En 79 j’ai accouché d’un petit garçon et j’ai dû subir une transfusion. J’aimerais donner mon sang lors des collectes de l’ESF mais impossible car j’ai été transfusée il y a prè de 40 ans et ce bien que n’ayant pas été contaminée.

C’est bien ce que vous faites en nous rappelant ce que l’on a tendance à oublier. Cette terrible mise à l’écart et stigmatisation d’êtres humains jeunes ou moins jeunes coupables de rien d.autre que le plaisir d’aimer quelle qu’en soit la nature.

Nanouche

karagar a dit…

La sexualité me terrorisait de toute façon, globalement, et présager que la mienne ne serait pas dans la "norme"était un facteur aggravant. Au début des années 80 j'étais tombé sur un article chez ma soeur où je séjournais, intitulé le "cancer gay" qui évoquait ce mal mystérieux sévissant dans le milieu homo américain.Cela devait être un article assez précoce car le caractère infectieux n'était pas évoqué clairement comme explication de sa fréquence dans un milieu donné. L'article pouvait donner à penser que les pratiques elles-même, pouvaient être à l'origine du mal. J'avais de surcroit une forte tendance à l'hypocondrie et cette lecture, à l'époque, avait éteint chez moi tout espoir d'avoir un jour une relation avec un homme.
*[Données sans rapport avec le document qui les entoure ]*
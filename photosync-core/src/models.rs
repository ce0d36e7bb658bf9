use serde::{Deserialize, Serialize};
use time::OffsetDateTime;
use time::format_description::well_known::Rfc3339;

/// One page of a cursor-paginated listing. An absent `next_cursor` means the
/// listing is exhausted.
#[derive(Debug, Clone, Deserialize, Serialize)]
#[serde(bound(deserialize = "T: Deserialize<'de>"))]
pub struct Page<T> {
    #[serde(default)]
    pub items: Vec<T>,
    #[serde(default)]
    pub next_cursor: Option<String>,
}

#[derive(Debug, Clone, PartialEq, Eq, Deserialize, Serialize)]
pub struct Photo {
    pub id: String,
    #[serde(default)]
    pub thumbnail_key: Option<String>,
    #[serde(default)]
    pub thumbnail_url: Option<String>,
    #[serde(default)]
    pub taken_at: Option<String>,
    #[serde(default)]
    pub uploaded_at: Option<String>,
}

#[derive(Debug, Clone, PartialEq, Deserialize, Serialize)]
pub struct SearchHit {
    pub id: String,
    #[serde(default)]
    pub score: Option<f32>,
    #[serde(default)]
    pub thumbnail_url: Option<String>,
    #[serde(default)]
    pub taken_at: Option<String>,
}

#[derive(Debug, Clone, Copy, Default, PartialEq, Eq, Deserialize, Serialize)]
pub struct UploadReceipt {
    #[serde(default)]
    pub uploaded: u32,
    #[serde(default)]
    pub skipped: u32,
}

#[derive(Debug, Clone, Copy, PartialEq, Eq, Hash)]
pub enum DeleteTarget {
    Photos,
    Duplicates,
}

impl DeleteTarget {
    pub(crate) fn path(self) -> &'static str {
        match self {
            DeleteTarget::Photos => "/photos/batch-delete",
            DeleteTarget::Duplicates => "/photos/duplicates/delete",
        }
    }
}

#[derive(Debug, Clone, Copy, PartialEq, Eq, Deserialize, Serialize)]
pub struct BatchDeleteResponse {
    pub deleted: u32,
}

#[derive(Debug, Clone, PartialEq, Eq, Deserialize, Serialize)]
pub struct StartJobResponse {
    pub started: bool,
    #[serde(default)]
    pub message: Option<String>,
}

#[derive(Debug, Clone, Copy, Default, PartialEq, Eq, Deserialize, Serialize)]
#[serde(rename_all = "snake_case")]
pub enum JobStatus {
    #[default]
    Idle,
    Running,
    Error,
    #[serde(other)]
    Unknown,
}

#[derive(Debug, Clone, Copy, Default, PartialEq, Eq, Deserialize, Serialize)]
#[serde(rename_all = "snake_case")]
pub enum JobPhase {
    #[default]
    Idle,
    Auth,
    Listing,
    Downloading,
    Extracting,
    Importing,
    Done,
    Error,
    #[serde(other)]
    Unknown,
}

impl JobPhase {
    pub fn is_terminal(self) -> bool {
        matches!(self, JobPhase::Idle | JobPhase::Done | JobPhase::Error)
    }
}

#[derive(Debug, Clone, PartialEq, Eq, Deserialize, Serialize)]
pub struct FailureEntry {
    pub filename: String,
    #[serde(default)]
    pub error: Option<String>,
}

/// Point-in-time view of the Drive sync job.
#[derive(Debug, Clone, Default, PartialEq, Eq, Deserialize, Serialize)]
pub struct JobSnapshot {
    #[serde(default)]
    pub status: JobStatus,
    #[serde(default)]
    pub phase: JobPhase,
    #[serde(default)]
    pub folder_id: Option<String>,
    #[serde(default)]
    pub folder_name: Option<String>,
    #[serde(default)]
    pub started_at: Option<String>,
    #[serde(default)]
    pub finished_at: Option<String>,
    #[serde(default)]
    pub last_sync_at: Option<String>,
    #[serde(default)]
    pub total: u64,
    #[serde(default)]
    pub pending: u64,
    #[serde(default)]
    pub processed: u64,
    #[serde(default)]
    pub imported: u64,
    #[serde(default)]
    pub skipped: u64,
    #[serde(default)]
    pub failed: u64,
    #[serde(default)]
    pub message: Option<String>,
    #[serde(default)]
    pub last_error: Option<String>,
    #[serde(default)]
    pub recent_failures: Vec<FailureEntry>,
}

impl JobSnapshot {
    /// Whether the job is doing work right now. An unrecognised phase falls back
    /// to the reported status.
    pub fn is_active(&self) -> bool {
        match self.phase {
            JobPhase::Unknown => self.status == JobStatus::Running,
            phase => !phase.is_terminal(),
        }
    }

    pub fn percent_complete(&self) -> u8 {
        if self.total == 0 {
            return 0;
        }
        (self.processed.min(self.total).saturating_mul(100) / self.total) as u8
    }

    pub fn started_at_unix(&self) -> Result<Option<i64>, time::error::Parse> {
        parse_timestamp(self.started_at.as_deref())
    }

    pub fn finished_at_unix(&self) -> Result<Option<i64>, time::error::Parse> {
        parse_timestamp(self.finished_at.as_deref())
    }

    /// Seconds since the job started, measured against `now` (unix seconds).
    pub fn elapsed_secs(&self, now: i64) -> Option<u64> {
        let started = self.started_at_unix().ok()??;
        let end = self.finished_at_unix().ok().flatten().unwrap_or(now);
        u64::try_from(end.saturating_sub(started)).ok()
    }
}

fn parse_timestamp(value: Option<&str>) -> Result<Option<i64>, time::error::Parse> {
    let Some(value) = value else {
        return Ok(None);
    };
    let parsed = OffsetDateTime::parse(value, &Rfc3339)?;
    Ok(Some(parsed.unix_timestamp()))
}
Peut-être m'a-t-il protégé? Il faut dire aussi que, étant plus jeune, nous étions un peu mieux informé à l'âge de passer à l'acte ! Cela n'empêcha pas les plus précoces de se faire avoir; tel mon meilleur ami d'enfance qui mourut à trente ans après avoir écrit le plus "beau" des livre sur le sida.

Calyste a dit…

A tous : je pense que vos commentaires, dont je vous remercie pour leur sincérité, ne demandent pas de réponses et se suffisent à eux-mêmes. Merci.

Cornus a dit…

Merci d'avoir écrit cela. Personnellement, le sida, la prof de biologie en avait parlé au collège (première moitié des années 1980), mais elle n'avait pas parlé comme étant spécialement une maladie masculine. Dans ma vie d'adolescent, cette maladie n'était pas dans ma vie ni dans mon entourage. Plus tard, j'ai entendu dire des saloperies sur les "sidaïques" comme certains les appelaient. J'ai même entendu mon père s'exprimer ainsi (même si fort peu, mais cela avait résonné énormément en moi), mais encore jeune, je n'en pensais pas grand-chose. Plus tard, j'ai lu beaucoup d'articles sur le sujet dans "Sciences & Vie"... et je me souviens, bien plus tard encore aussi, du fameux baiser de Clémentine Célarié que j'avais vu en direct (moi, j'étais déjà fort bien informé, mais je pense que cela avait été une révélation pour pas mal de monde). Mon père n'a jamais plus parlé de ces choses et je sais qu'il a évolué très positivement sur ce plan.
Je n'ai donc pas été très directement confronté au sida et aux malades. J'ai néanmoins vu un téléfilm il y a 7-8 ans il me semble sur les choses que tu évoques et j'avais été très choqué par la façon dont on abandonnait ces pauvres gens, car je ne savais pas à quel point cela pouvait être terrible.
Merci encore.

Calyste a dit…

Cornus : oui,j'avais oublié ce mot horrible de "sidaïque" forgé par un bas du front !

renepaulhenry a dit…

J'avais une fois fait le compte des morts que j'avais connus plus ou moins de loin et j'étais arrivé au chiffre de 17.
Il y a quelques années l'enterrement du dernier, Laurent, un gentil garçon qui n'avait jamais fait le moindre mal à personne...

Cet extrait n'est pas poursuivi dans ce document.